FHFA Limiting Fannie Mae and Freddie Mac Loan Purchases to “Qualified Mortgages”
June 25, 2013
June 25, 2013
On May 6, 2013 the Federal Housing Finance Agency (FHFA) announced that it has directed both Fannie Mae and Freddie Mac to limit their future mortgage acquisitions to loans that meet the requirements for a qualified mortgage, including those that meet the special or temporary qualified mortgage definitions.
Beginning on January 10, 2014, Fannie Mae and Freddie Mac will no longer purchase a loan that is subject to the “ability to repay” rule if the loan:
- Is not fully amortizing,
- Has a term of longer than 30 years, or
- Includes points and fees in excess of three percent of the total loan amount, or such other limits for low balance loans as set forth in the rule.
What this means is Fannie Mae and Freddie Mac will not purchase interest-only loans, loans with 40-year terms, or those with points and fees exceeding the thresholds established by the rule.
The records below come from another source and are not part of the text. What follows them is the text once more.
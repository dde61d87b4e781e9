use serde::{Deserialize, Serialize};
use serde_json::Value;

/// Successful webhook response carrying the model's classification.
#[derive(Debug, Clone, Serialize, Deserialize)]
pub struct WebhookResponse {
    pub ok: bool,
    pub ai: Value,
}

/// Flattened failure response for any classification error.
#[derive(Debug, Clone, Serialize, Deserialize)]
pub struct WebhookErrorResponse {
    pub ok: bool,
    pub error: String,
}

/// Body returned on a failed shared-secret check.
#[derive(Debug, Clone, Serialize, Deserialize)]
pub struct UnauthorizedResponse {
    pub error: String,
}

impl UnauthorizedResponse {
    pub fn new() -> Self {
        Self { error: "Unauthorized".to_string() }
    }
}

impl Default for UnauthorizedResponse {
    fn default() -> Self {
        Self::new()
    }
}
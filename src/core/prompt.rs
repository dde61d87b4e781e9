//! Prompt construction
//!
//! Builds the single instruction string sent to the completion API. The
//! prompt is the real contract with the model: the taxonomy and the schema
//! example are embedded verbatim so the model is boxed into a closed label
//! set and a parseable output shape. Section order and wording are fixed;
//! the output is fully deterministic for a given payload.

use crate::core::taxonomy::render_taxonomy;
use crate::models::{ClassificationResult, FollowUpStatus, TicketPayload};

/// Default for missing metadata fields.
const MISSING_FIELD: &str = "N/A";
/// Default for a missing conversation transcript.
const MISSING_CONVERSATION: &str = "No conversation.";

fn field_or_default(value: &Option<String>) -> &str {
    value.as_deref().unwrap_or(MISSING_FIELD)
}

/// Build the classification prompt for one ticket.
///
/// Pure and infallible: missing payload fields fall back to their
/// documented defaults, and the static taxonomy is the only other input.
pub fn build_prompt(payload: &TicketPayload) -> String {
    let subject = field_or_default(&payload.subject);
    let status = field_or_default(&payload.status);
    let priority = field_or_default(&payload.priority);
    let channel = field_or_default(&payload.channel);
    let department = field_or_default(&payload.department);
    let conversation = payload
        .conversation
        .as_deref()
        .unwrap_or(MISSING_CONVERSATION);

    let mut prompt = String::new();

    // 1. Role / task preamble
    prompt.push_str(
        "You are a senior quality-assurance analyst for a helpdesk team. \
         Perform a 360\u{b0} audit of the support ticket below: evaluate the \
         agent's tone, the handling of the customer, and every follow-up \
         commitment made during the conversation.\n\n",
    );

    // 2. Follow-up audit labels
    prompt.push_str("FOLLOW-UP AUDIT\n");
    prompt.push_str(
        "Classify the ticket's follow-up state as exactly one of these four \
         mutually exclusive labels:\n",
    );
    for status in FollowUpStatus::ALL {
        prompt.push_str(&format!("- \"{}\": {}.\n", status, status.definition()));
    }
    prompt.push('\n');

    // 3. Category / subcategory instructions
    prompt.push_str("CATEGORY & SUBCATEGORY CLASSIFICATION\n");
    prompt.push_str(
        "Choose the category and subcategory strictly from the taxonomy \
         below. Do not invent labels, do not merge labels, and do not leave \
         either field empty. If nothing fits exactly, pick the closest \
         match from the taxonomy.\n\n",
    );

    // 4. The taxonomy itself
    prompt.push_str(&render_taxonomy());

    // 5. Scoring metrics
    prompt.push_str("SCORING\n");
    prompt.push_str("Score each metric on the stated scale:\n");
    prompt.push_str("- follow_up_frequency: 0-10\n");
    prompt.push_str("- no_drops: 0-10 (were any customer messages left unanswered?)\n");
    prompt.push_str("- sla_adherence: 0-10\n");
    prompt.push_str("- resolution_quality: 0-10\n");
    prompt.push_str("- customer_sentiment: -10 to +10\n");
    prompt.push_str("- agent_tone: 0-10\n\n");

    // 6. Final score weighting
    prompt.push_str("FINAL SCORE\n");
    prompt.push_str(
        "Compute final_score (0-10) as the weighted combination: \
         follow_up_frequency 15%, no_drops 15%, sla_adherence 20%, \
         resolution_quality 20%, customer_sentiment 15%, agent_tone 15%.\n\n",
    );

    // 7. Target schema
    prompt.push_str("Respond with a single JSON object in exactly this shape:\n");
    prompt.push_str(&ClassificationResult::schema_example());
    prompt.push_str("\n\n");

    // 8. Ticket metadata
    prompt.push_str(&format!(
        "Ticket: subject={} | status={} | priority={} | channel={} | department={}\n\n",
        subject, status, priority, channel, department
    ));

    // 9. Conversation transcript, verbatim, last
    prompt.push_str(conversation);

    prompt
}
//! Fixed ticket taxonomy
//!
//! The category/subcategory table the model is allowed to classify into.
//! The rendered text is embedded verbatim in every prompt, so both the
//! table and its formatting must stay stable.

/// One category block: a label and its ordered subcategory labels.
#[derive(Debug, Clone, Copy)]
pub struct TaxonomyEntry {
    pub category: &'static str,
    pub subcategories: &'static [&'static str],
}

/// The full taxonomy, in presentation order.
pub const TAXONOMY: &[TaxonomyEntry] = &[
    TaxonomyEntry {
        category: "Desktop Phones",
        subcategories: &[
            "Phone not registering",
            "Phone not ringing when receiving calls",
            "No dial tone",
            "One-way audio on desk phone",
            "Display or button malfunction",
            "Firmware or provisioning issue",
        ],
    },
    TaxonomyEntry {
        category: "Softphone & Mobile App",
        subcategories: &[
            "Cannot log in to app",
            "App not receiving incoming calls",
            "Push notification delays",
            "App crashes or freezes",
            "Contact sync issues",
        ],
    },
    TaxonomyEntry {
        category: "Call Quality",
        subcategories: &[
            "Choppy or robotic audio",
            "Echo on calls",
            "One-way audio",
            "Dropped calls",
            "Latency or delay in conversation",
        ],
    },
    TaxonomyEntry {
        category: "Call Routing & IVR",
        subcategories: &[
            "Calls going to wrong destination",
            "IVR menu not working as configured",
            "Business hours routing incorrect",
            "Voicemail not picking up",
            "Call queue or hold music issues",
        ],
    },
    TaxonomyEntry {
        category: "Numbers & Porting",
        subcategories: &[
            "Port-in request status",
            "Port-out request",
            "New number provisioning",
            "Caller ID displaying incorrectly",
            "Number release or cancellation",
        ],
    },
    TaxonomyEntry {
        category: "SMS & Fax",
        subcategories: &[
            "Outbound SMS not delivered",
            "Inbound SMS not received",
            "Fax transmission failures",
            "SMS campaign registration",
        ],
    },
    TaxonomyEntry {
        category: "Billing & Account",
        subcategories: &[
            "Invoice or charge question",
            "Plan upgrade or downgrade",
            "Payment method update",
            "Account cancellation request",
            "Credit or refund request",
        ],
    },
    TaxonomyEntry {
        category: "Integrations & API",
        subcategories: &[
            "CRM integration not syncing",
            "Webhook delivery failures",
            "API authentication errors",
            "Third-party app configuration",
        ],
    },
];

/// Render the taxonomy to the exact text block embedded in prompts:
/// a `Category: X` header line followed by one `- subcategory` line each.
pub fn render_taxonomy() -> String {
    let mut out = String::new();
    for entry in TAXONOMY {
        out.push_str("Category: ");
        out.push_str(entry.category);
        out.push('\n');
        for sub in entry.subcategories {
            out.push_str("- ");
            out.push_str(sub);
            out.push('\n');
        }
        out.push('\n');
    }
    out
}
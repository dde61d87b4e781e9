use actix_cors::Cors;
use actix_web::{middleware, web, App, HttpServer};
use desk_triage::config::Settings;
use desk_triage::routes::{self, webhook::AppState};
use desk_triage::services::CompletionClient;
use std::sync::Arc;
use tracing::{error, info};

#[actix_web::main]
async fn main() -> std::io::Result<()> {
    // Load .env file if present
    dotenv::dotenv().ok();

    // Initialize logging
    let log_format = std::env::var("LOG_FORMAT").unwrap_or_else(|_| "json".to_string());

    let subscriber = tracing_subscriber::fmt()
        .with_target(false)
        .with_level(true);

    if log_format == "pretty" {
        subscriber.pretty().init();
    } else {
        subscriber.init();
    }

    info!("Starting desk-triage webhook service...");

    // Load configuration
    let settings = Settings::load().unwrap_or_else(|e| {
        error!("Failed to load configuration: {}", e);
        panic!("Configuration error: {}", e);
    });

    info!("Configuration loaded successfully");

    if settings.webhook.shared_secret.is_empty() {
        error!("No shared secret configured; all webhook requests will be rejected");
    }
    if settings.completion.api_key.is_empty() {
        error!("No completion API credential configured; classification will fail");
    }

    // Initialize the completion client
    let client = Arc::new(CompletionClient::from_settings(&settings.completion));

    info!(
        "Completion client initialized (endpoint: {}, model: {})",
        settings.completion.endpoint, settings.completion.model
    );

    // Build application state
    let app_state = AppState {
        client,
        shared_secret: settings.webhook.shared_secret.clone(),
    };

    // Configure HTTP server
    let host = settings.server.host.clone();
    let port = settings.server.port;
    let workers = settings.server.workers.unwrap_or(4);
    let max_body_bytes = settings.server.max_body_bytes;

    info!("Starting HTTP server on {}:{}", host, port);

    HttpServer::new(move || {
        let cors = Cors::permissive();

        App::new()
            .app_data(web::Data::new(app_state.clone()))
            .app_data(web::PayloadConfig::new(max_body_bytes))
            .wrap(cors)
            .wrap(middleware::Logger::default())
            .wrap(middleware::Compress::default())
            .configure(routes::configure_routes)
    })
    .workers(workers)
    .bind((host, port))?
    .run()
    .await
}
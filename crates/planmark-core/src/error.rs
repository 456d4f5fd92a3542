//! Error handling for PlanMark
//!
//! Provides the error types shared by every crate in the workspace:
//! - Designer errors (advisory, locally recoverable placement failures)
//! - A unified `Error` for file, serialization and configuration failures
//!
//! All error types use `thiserror` for ergonomic error handling.

use thiserror::Error;

/// Designer error type
///
/// Every variant is advisory: the operation that produced it made no change
/// to the placed items or the undo history, and the session stays usable.
#[derive(Error, Debug, Clone, PartialEq, Eq)]
pub enum DesignerError {
    /// The canvas surface is not mounted or has no measurable area
    #[error("Canvas surface is not available")]
    NoSurface,

    /// Placement was attempted before a background was set
    #[error("Upload a background image or PDF before placing items")]
    MissingBackground,

    /// Annotation placement with a blank draft
    #[error("Annotation text must not be empty")]
    EmptyAnnotation,

    /// Symbol placement with no symbol selected
    #[error("Select a symbol before placing it")]
    NoSymbolSelected,

    /// The background upload collaborator failed
    #[error("Background upload failed: {reason}")]
    UploadFailed {
        /// The reason reported by the uploader.
        reason: String,
    },

    /// Export was requested without anything to export
    #[error("Nothing to export: {reason}")]
    ExportPreconditionFailed {
        /// Which precondition was not met.
        reason: String,
    },

    /// The referenced item is not on the canvas
    #[error("Item {id} is not on the canvas")]
    UnknownItem {
        /// The missing item id.
        id: String,
    },

    /// The referenced symbol is not in the active catalog
    #[error("Symbol {id} is not in the active catalog")]
    UnknownSymbol {
        /// The missing symbol id.
        id: String,
    },
}

impl DesignerError {
    /// Check if this error was caused by an incomplete user draft
    pub fn is_user_input(&self) -> bool {
        matches!(
            self,
            DesignerError::MissingBackground
                | DesignerError::EmptyAnnotation
                | DesignerError::NoSymbolSelected
        )
    }

    /// Check if this error came from an external collaborator
    pub fn is_collaborator_failure(&self) -> bool {
        matches!(
            self,
            DesignerError::UploadFailed { .. } | DesignerError::ExportPreconditionFailed { .. }
        )
    }
}

/// Main error type for PlanMark
///
/// A unified error type that can represent any error from all layers.
#[derive(Error, Debug)]
pub enum Error {
    /// Designer error
    #[error(transparent)]
    Designer(#[from] DesignerError),

    /// Standard I/O error
    #[error("I/O error: {0}")]
    Io(#[from] std::io::Error),

    /// JSON serialization error
    #[error("JSON error: {0}")]
    Json(#[from] serde_json::Error),

    /// Generic error
    #[error("{0}")]
    Other(String),
}

impl Error {
    /// Create an error from a string message
    pub fn other(msg: impl Into<String>) -> Self {
        Error::Other(msg.into())
    }

    /// Check if this is a designer error
    pub fn is_designer_error(&self) -> bool {
        matches!(self, Error::Designer(_))
    }
}

/// Result type using Error
pub type Result<T> = std::result::Result<T, Error>;

/// Result type for designer operations
pub type DesignerResult<T> = std::result::Result<T, DesignerError>;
Fannie Mae and Freddie Mac will continue to purchase loans that meet the underwriting and delivery eligibility requirements stated in their respective selling guides. This includes loans that are processed through their automated underwriting systems and some loans with debt-to-income ratios of greater than 43 percent. Loans with debt-to-income ratios of more than 43 percent are not eligible for protection as qualified mortgages under the CFPB’s final rule unless the loans fall under the special small creditor qualified mortgage definition.